Taylor was chatting about next-generation GPUs and technologies that they can be built around. He said that while they would normally build them around new DirectX versions to help the next-generation GPU architectures, this was not possible any more.
This is because there will not be a DirectX 12, which means AMD’s next-gen GPUs will integrate other technologies.
He failed to mention what he thought these “other technologies” were.
The lack of faith that Taylor has in DirectX might have come from a memo which was leaked by Microsoft in January this year which claimed that it had had enough of the technology.
An email was sent to its XNA and DirectX MVPs notifying them that as of April 1, 2014 “XNA/DirectX will be fully retired from the MVP Award Programme”.
The email said that DirectX was no longer evolving as a technology and further “value and engagement” cannot be offered to the MVP community.
It said that as result, effective April 1, 2014 XNA/DirectX will be fully retired from the MVP Award Programme.

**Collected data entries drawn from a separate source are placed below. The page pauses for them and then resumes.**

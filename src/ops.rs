//! The operator library: dice rolling, pool transformation, pool
//! degeneration, success counting, and choice. Dice operators draw through
//! the evaluation context so the roll budget is enforced in one place; pool
//! operators are pure.

use crate::common::{BotchPolicy, Int, NonEmpty, Pool, WildDiePolicy};
use crate::roll::{EvalError, RollContext, Roller, Value};
use std::collections::HashSet;

type OpResult<T> = Result<T, EvalError>;

/// Rolls `num` dice with `size` sides.
pub fn dice_pool<R: Roller>(ctx: &mut RollContext<R>, num: Int, size: Int) -> OpResult<Pool> {
    check_dice(num, size)?;
    (0..num).map(|_| ctx.draw(size)).collect()
}

/// Rolls `num` exploding dice: a die showing its maximum rolls again and
/// adds, repeatedly.
pub fn exploding_pool<R: Roller>(ctx: &mut RollContext<R>, num: Int, size: Int) -> OpResult<Pool> {
    check_dice(num, size)?;
    (0..num).map(|_| explode(ctx, size)).collect()
}

pub fn die<R: Roller>(ctx: &mut RollContext<R>, num: Int, size: Int) -> OpResult<Int> {
    checked_sum(&dice_pool(ctx, num, size)?, "d")
}

pub fn exploding_die<R: Roller>(ctx: &mut RollContext<R>, num: Int, size: Int) -> OpResult<Int> {
    checked_sum(&exploding_pool(ctx, num, size)?, "d!")
}

/// Rolls a pool, reduces each die modulo 10, and concatenates the digits
/// left to right.
pub fn concat_die<R: Roller>(ctx: &mut RollContext<R>, num: Int, size: Int) -> OpResult<Int> {
    let pool = dice_pool(ctx, num, size)?;
    if pool.is_empty() {
        return Err(EvalError::EmptyPool { op: "dc" });
    }
    let digits = Modulo.operate(&pool, 10)?;
    pool_concatenate(&digits)
}

pub fn keep_high_die<R: Roller>(ctx: &mut RollContext<R>, num: Int, size: Int) -> OpResult<Int> {
    let pool = dice_pool(ctx, num, size)?;
    pool.iter().max().copied().ok_or(EvalError::EmptyPool { op: "dh" })
}

pub fn keep_low_die<R: Roller>(ctx: &mut RollContext<R>, num: Int, size: Int) -> OpResult<Int> {
    let pool = dice_pool(ctx, num, size)?;
    pool.iter().min().copied().ok_or(EvalError::EmptyPool { op: "dl" })
}

/// Rolls `num - 1` plain dice plus one exploding wild die. The wild die
/// supplements the plain dice, except that a wild first roll of the minimum
/// face hands the outcome to the wild-die policy.
pub fn wild_die<R: Roller>(
    ctx: &mut RollContext<R>,
    num: Int,
    size: Int,
    policy: WildDiePolicy,
) -> OpResult<Int> {
    if num < 1 {
        return Err(EvalError::InvalidDieCount(num));
    }
    let plain = dice_pool(ctx, num - 1, size)?;
    let first = ctx.draw(size)?;
    let wild = if first == size {
        first
            .checked_add(explode(ctx, size)?)
            .ok_or(EvalError::Overflow("dw"))?
    } else {
        first
    };
    let others = checked_sum(&plain, "dw")?;
    if first == 1 {
        return Ok(match policy {
            WildDiePolicy::ReplaceLowest => match plain.iter().min() {
                // The discarded member is part of `others`, so this cannot
                // overflow past the checked sum above.
                Some(&lowest) => others - lowest + wild,
                None => wild,
            },
            WildDiePolicy::Supplement => others
                .checked_add(wild)
                .ok_or(EvalError::Overflow("dw"))?,
            WildDiePolicy::ZeroRoll => 0,
        });
    }
    others.checked_add(wild).ok_or(EvalError::Overflow("dw"))
}

fn explode<R: Roller>(ctx: &mut RollContext<R>, size: Int) -> OpResult<Int> {
    let mut last = ctx.draw(size)?;
    let mut total = last;
    while last == size {
        last = ctx.draw(size)?;
        total = total.checked_add(last).ok_or(EvalError::Overflow("d!"))?;
    }
    Ok(total)
}

fn check_dice(num: Int, size: Int) -> OpResult<()> {
    if num < 0 {
        return Err(EvalError::InvalidDieCount(num));
    }
    if size < 1 {
        return Err(EvalError::InvalidDieSize(size));
    }
    Ok(())
}

/// The closed set of pool transforms (`pa pb pc pf ph pl pr p%`).
#[derive(Debug, Copy, Clone, Eq, PartialEq)]
#[enum_dispatch::enum_dispatch(PoolOperate)]
pub enum PoolOperator {
    KeepAbove(KeepAbove),
    KeepBelow(KeepBelow),
    Cap(Cap),
    Floor(Floor),
    KeepHigh(KeepHigh),
    KeepLow(KeepLow),
    Remove(Remove),
    Modulo(Modulo),
}

#[enum_dispatch::enum_dispatch]
pub trait PoolOperate {
    fn operate(&self, pool: &[Int], arg: Int) -> OpResult<Pool>;
}

#[derive(Debug, Copy, Clone, Eq, PartialEq)]
pub struct KeepAbove;

impl PoolOperate for KeepAbove {
    fn operate(&self, pool: &[Int], arg: Int) -> OpResult<Pool> {
        Ok(pool.iter().copied().filter(|&m| m > arg).collect())
    }
}

#[derive(Debug, Copy, Clone, Eq, PartialEq)]
pub struct KeepBelow;

impl PoolOperate for KeepBelow {
    fn operate(&self, pool: &[Int], arg: Int) -> OpResult<Pool> {
        Ok(pool.iter().copied().filter(|&m| m < arg).collect())
    }
}

#[derive(Debug, Copy, Clone, Eq, PartialEq)]
pub struct Cap;

impl PoolOperate for Cap {
    fn operate(&self, pool: &[Int], arg: Int) -> OpResult<Pool> {
        Ok(pool.iter().map(|&m| m.min(arg)).collect())
    }
}

#[derive(Debug, Copy, Clone, Eq, PartialEq)]
pub struct Floor;

impl PoolOperate for Floor {
    fn operate(&self, pool: &[Int], arg: Int) -> OpResult<Pool> {
        Ok(pool.iter().map(|&m| m.max(arg)).collect())
    }
}

#[derive(Debug, Copy, Clone, Eq, PartialEq)]
pub struct KeepHigh;

impl PoolOperate for KeepHigh {
    fn operate(&self, pool: &[Int], arg: Int) -> OpResult<Pool> {
        Ok(keep_by(pool, arg, |a, b| a < b))
    }
}

#[derive(Debug, Copy, Clone, Eq, PartialEq)]
pub struct KeepLow;

impl PoolOperate for KeepLow {
    fn operate(&self, pool: &[Int], arg: Int) -> OpResult<Pool> {
        Ok(keep_by(pool, arg, |a, b| a > b))
    }
}

#[derive(Debug, Copy, Clone, Eq, PartialEq)]
pub struct Remove;

impl PoolOperate for Remove {
    fn operate(&self, pool: &[Int], arg: Int) -> OpResult<Pool> {
        Ok(pool.iter().copied().filter(|&m| m != arg).collect())
    }
}

#[derive(Debug, Copy, Clone, Eq, PartialEq)]
pub struct Modulo;

impl PoolOperate for Modulo {
    fn operate(&self, pool: &[Int], arg: Int) -> OpResult<Pool> {
        if arg == 0 {
            return Err(EvalError::ZeroModulo);
        }
        Ok(pool.iter().map(|&m| floor_mod(m, arg)).collect())
    }
}

/// Keeps the `n` members that survive repeatedly discarding the most
/// discardable member (per `worse`), earliest first on ties. Survivors stay
/// in original roll order.
fn keep_by(pool: &[Int], n: Int, worse: impl Fn(Int, Int) -> bool) -> Pool {
    let n = n.max(0) as usize;
    if n >= pool.len() {
        return pool.to_vec();
    }
    let mut order: Vec<usize> = (0..pool.len()).collect();
    order.sort_by(|&a, &b| {
        if worse(pool[a], pool[b]) {
            std::cmp::Ordering::Less
        } else if worse(pool[b], pool[a]) {
            std::cmp::Ordering::Greater
        } else {
            a.cmp(&b)
        }
    });
    let dropped: HashSet<usize> = order[..pool.len() - n].iter().copied().collect();
    pool.iter()
        .enumerate()
        .filter(|(i, _)| !dropped.contains(i))
        .map(|(_, &m)| m)
        .collect()
}

/// Concatenates the decimal renderings of the members and reads the result
/// back as a number.
pub fn pool_concatenate(pool: &[Int]) -> OpResult<Int> {
    if pool.is_empty() {
        return Err(EvalError::EmptyPool { op: "C" });
    }
    let digits: String = pool.iter().map(Int::to_string).collect();
    digits
        .parse()
        .map_err(|_| EvalError::BadConcat(digits.clone()))
}

pub fn pool_count(pool: &[Int]) -> Int {
    pool.len() as Int
}

/// Sums the members; an empty pool sums to 0.
pub fn pool_sum(pool: &[Int]) -> OpResult<Int> {
    checked_sum(pool, "S")
}

fn checked_sum(pool: &[Int], op: &'static str) -> OpResult<Int> {
    pool.iter().try_fold(0, |total: Int, &member| {
        total.checked_add(member).ok_or(EvalError::Overflow(op))
    })
}

/// Counts members at or above the target.
pub fn count_successes(pool: &[Int], target: Int) -> Int {
    pool.iter().filter(|&&m| m >= target).count() as Int
}

/// Successes minus botches, per policy.
pub fn count_successes_with_botch(pool: &[Int], target: Int, policy: BotchPolicy) -> Int {
    let successes = count_successes(pool, target);
    let botches = pool.iter().filter(|&&m| m == policy.botch).count() as Int;
    let net = successes - botches;
    if policy.floor_at_zero {
        net.max(0)
    } else {
        net
    }
}

/// Boolean-driven choice between exactly two options.
pub fn choose(flag: bool, options: &NonEmpty<Value>) -> OpResult<Value> {
    match &options[..] {
        [when_true, when_false] => Ok(if flag {
            when_true.clone()
        } else {
            when_false.clone()
        }),
        _ => Err(EvalError::TypeMismatch {
            op: "?",
            expected: "exactly two options",
            found: "an options list",
        }),
    }
}

/// Uniform pick from a non-empty options list.
pub fn pick<R: Roller>(roller: &mut R, options: &NonEmpty<Value>) -> Value {
    let index = roller.roll(options.len() as Int) - 1;
    options[index as usize].clone()
}

/// Division that rounds toward negative infinity.
pub fn floor_div(a: Int, b: Int) -> OpResult<Int> {
    if b == 0 {
        return Err(EvalError::ZeroDivision);
    }
    let q = a / b;
    let r = a % b;
    if r != 0 && (r < 0) != (b < 0) {
        Ok(q - 1)
    } else {
        Ok(q)
    }
}

/// Modulus whose result takes the sign of the divisor.
pub fn floor_mod(a: Int, b: Int) -> Int {
    let r = a % b;
    if r != 0 && (r < 0) != (b < 0) {
        r + b
    } else {
        r
    }
}

#[cfg(test)]
mod tests {
    use super::*;
    use vec1::vec1;

    #[test]
    fn keep_above_and_below_are_strict() {
        let pool = [2, 5, 5, 8];
        assert_eq!(KeepAbove.operate(&pool, 5).unwrap(), vec![8]);
        assert_eq!(KeepBelow.operate(&pool, 5).unwrap(), vec![2]);
    }

    #[test]
    fn cap_and_floor_clamp_members() {
        let pool = [1, 6, 9];
        assert_eq!(Cap.operate(&pool, 6).unwrap(), vec![1, 6, 6]);
        assert_eq!(Floor.operate(&pool, 6).unwrap(), vec![6, 6, 9]);
    }

    #[test]
    fn keep_high_preserves_roll_order() {
        assert_eq!(KeepHigh.operate(&[4, 10, 3, 5, 1, 9], 2).unwrap(), vec![10, 9]);
        // The earliest of tied lowest members is discarded first.
        assert_eq!(KeepHigh.operate(&[3, 3, 5], 2).unwrap(), vec![3, 5]);
        assert_eq!(KeepHigh.operate(&[3, 5], 7).unwrap(), vec![3, 5]);
        assert_eq!(KeepHigh.operate(&[3, 5], 0).unwrap(), Vec::<Int>::new());
    }

    #[test]
    fn keep_low_preserves_roll_order() {
        assert_eq!(KeepLow.operate(&[4, 10, 3, 5, 1, 9], 3).unwrap(), vec![4, 3, 1]);
        assert_eq!(KeepLow.operate(&[5, 5, 1], 2).unwrap(), vec![5, 1]);
    }

    #[test]
    fn remove_drops_matching_members() {
        assert_eq!(Remove.operate(&[1, 4, 1, 6], 1).unwrap(), vec![4, 6]);
    }

    #[test]
    fn modulo_follows_the_divisor_sign() {
        assert_eq!(Modulo.operate(&[10, 7, -3], 10).unwrap(), vec![0, 7, 7]);
        assert_eq!(Modulo.operate(&[1], 0).unwrap_err(), EvalError::ZeroModulo);
    }

    #[test]
    fn concatenate_reads_digits_left_to_right() {
        assert_eq!(pool_concatenate(&[1, 7, 3, 7]).unwrap(), 1737);
        assert_eq!(pool_concatenate(&[0, 4]).unwrap(), 4);
        assert_eq!(
            pool_concatenate(&[]).unwrap_err(),
            EvalError::EmptyPool { op: "C" },
        );
        // A negative member embeds a sign mid-number.
        assert!(matches!(
            pool_concatenate(&[1, -2]).unwrap_err(),
            EvalError::BadConcat(_),
        ));
    }

    #[test]
    fn pool_sums_are_checked() {
        assert_eq!(pool_sum(&[1, 2, 3]).unwrap(), 6);
        assert_eq!(pool_sum(&[]).unwrap(), 0);
        assert_eq!(
            pool_sum(&[Int::MAX, 1]).unwrap_err(),
            EvalError::Overflow("S"),
        );
    }

    #[test]
    fn success_counting_includes_the_target() {
        assert_eq!(count_successes(&[4, 6, 2, 6], 5), 2);
        assert_eq!(count_successes(&[4, 5, 2], 5), 1);
    }

    #[test]
    fn botches_subtract_and_may_be_floored() {
        let pool = [1, 1, 6, 2];
        assert_eq!(count_successes_with_botch(&pool, 5, BotchPolicy::default()), -1);
        let floored = BotchPolicy {
            floor_at_zero: true,
            ..BotchPolicy::default()
        };
        assert_eq!(count_successes_with_botch(&pool, 5, floored), 0);
        let on_twos = BotchPolicy {
            botch: 2,
            ..BotchPolicy::default()
        };
        assert_eq!(count_successes_with_botch(&pool, 5, on_twos), 0);
    }

    #[test]
    fn boolean_choice_requires_two_options() {
        let options = vec1![Value::Text("yes".into()), Value::Text("no".into())];
        assert_eq!(choose(true, &options).unwrap(), Value::Text("yes".into()));
        assert_eq!(choose(false, &options).unwrap(), Value::Text("no".into()));
        let three = vec1![Value::Int(1), Value::Int(2), Value::Int(3)];
        assert!(choose(true, &three).is_err());
    }

    #[test]
    fn division_and_modulus_round_toward_negative_infinity() {
        assert_eq!(floor_div(7, 2).unwrap(), 3);
        assert_eq!(floor_div(-7, 2).unwrap(), -4);
        assert_eq!(floor_div(7, -2).unwrap(), -4);
        assert_eq!(floor_div(1, 0).unwrap_err(), EvalError::ZeroDivision);
        assert_eq!(floor_mod(-7, 3), 2);
        assert_eq!(floor_mod(7, -3), -2);
    }
}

This caught the industry on the hop as Direct X was baked into a lot of Microsoft software. The email was immediately denied by Microsoft. It issued a statement saying that DirectX was an “important and evolving technology for Microsoft”.
The spokesperson added that “Microsoft is actively investing in DirectX as the unified graphics foundation for all of our platforms, including Windows, Xbox 360, and Windows Phone. DirectX is evolving and will continue to evolve. Vole had no intention of stopping innovation with DirectX”.
Microsoft claimed it had people across multiple divisions working on DirectX technologies and was innovating and evolving DirectX.
However it looks like AMD does not believe that and is looking elsewhere.
What Taylor thinks the industry needs are more games like Crysis or Bioshock Infinite 3, to encourage the industry to keep users hooked.
The PC gaming industry is undergoing a renaissance at the moment and Taylor said that AMD would continue to bundle chips with games.